O combate à pedofilia no Brasil

Enviada em 12/07/2021

De acordo com o Ministério Público do Paraná, três crianças são abusadas sexualmente a cada hora no Brasil. Tal panorama é o resultado da manifestação da pedofilia, a qual é um transtorno psiquiátrico em que um adulto se sente sexualmente atraído por uma criança e não precisa, necessariamente, ser acompanhado de relações sexuais. Com base nesse contexto, faz-se necessário discutir medidas para melhor combater a pedofilia e suas manifestações - sem e com ocorrência de conjunção carnal - para diminuir ao máximo a ocorrência de abusos sexuais.

É válido ressaltar, primeiramente, que o combate à pedofilia no Brasil perpassa, obrigatoriamente, pelo enfrentamento a normalização da hipersexualização de crianças. De acordo com a teoria do “habitus”, do sociólogo francês Pierre Bourdieu, o homem incorpora as estruturas sociais e, em seguida, as normaliza e reproduz. Assim, com a normalização de canções que narram conteúdo sexual explícito com “novinhas” e grupos de dança como o “Seja Fada” – o qual a integrante mais nova tem 14 anos – por exemplo, têm-se a divulgação massiva de conteúdo que antes seria considerado pornografia infantil e pedófilos se valem dessa normalização para nutrir seu transtorno, muito graças ao combate ineficaz existente nos dias atuais.

Cabe pontuar, ainda, como a educação sexual nas escolas é eficaz no combate de casos de pedofilia que resultam em abuso sexual. De acordo com dados do Ministério da Mulher, Família e Direitos Humanos, cerca de 73% dos casos de abuso sexual ocorrem na casa da vítima. Dessa forma, quando há a inserção da educação sexual na grade curricular, professores e a equipe pedagógica podem reconhecer sinais de que alguma criança está sendo vítima de violência sexual e tomar as medidas cabíveis, uma vez que se a maioria dos casos ocorre dentro de casa, fica mais difícil de alguém denunciar, pois espera-se que nenhum familiar cometa tal crime, o que não condiz com a realidade.

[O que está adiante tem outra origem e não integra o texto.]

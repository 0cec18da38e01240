pub use error::{FrameError, ProtocolError};
pub use message::{Envelope, Event, Message, Notification};

pub mod connection;
mod error;
mod message;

Portanto, fica clara a necessidade de medidas que fomentem o combate à pedofilia e crimes associados a ela no Brasil. Por isso, o Legislativo Federal, pela função de deliberar as leis que regem o país, deve enrijecer a pena para a divulgação de conteúdo artístico com menores de idade que envolva conotação sexual – desde músicas até vídeos e fotos. Dessa forma, a classe artística, do sertanejo ao funk, terá mais receio de produzir músicas que normalizem a hipersexualização infantil e a pedofilia será combatida. Além disso, o Ministério da Educação deve estabelecer a educação sexual como componente curricular obrigatório durante toda a vida escolar – respeitando as faculdades mentais de cada faixa etária - para aumentar o rastreio de casos de pedofilia e combatê-los. Assim, a pedofilia será fortemente combatida e o Brasil diminuirá a ocorrência de crimes advindos dela.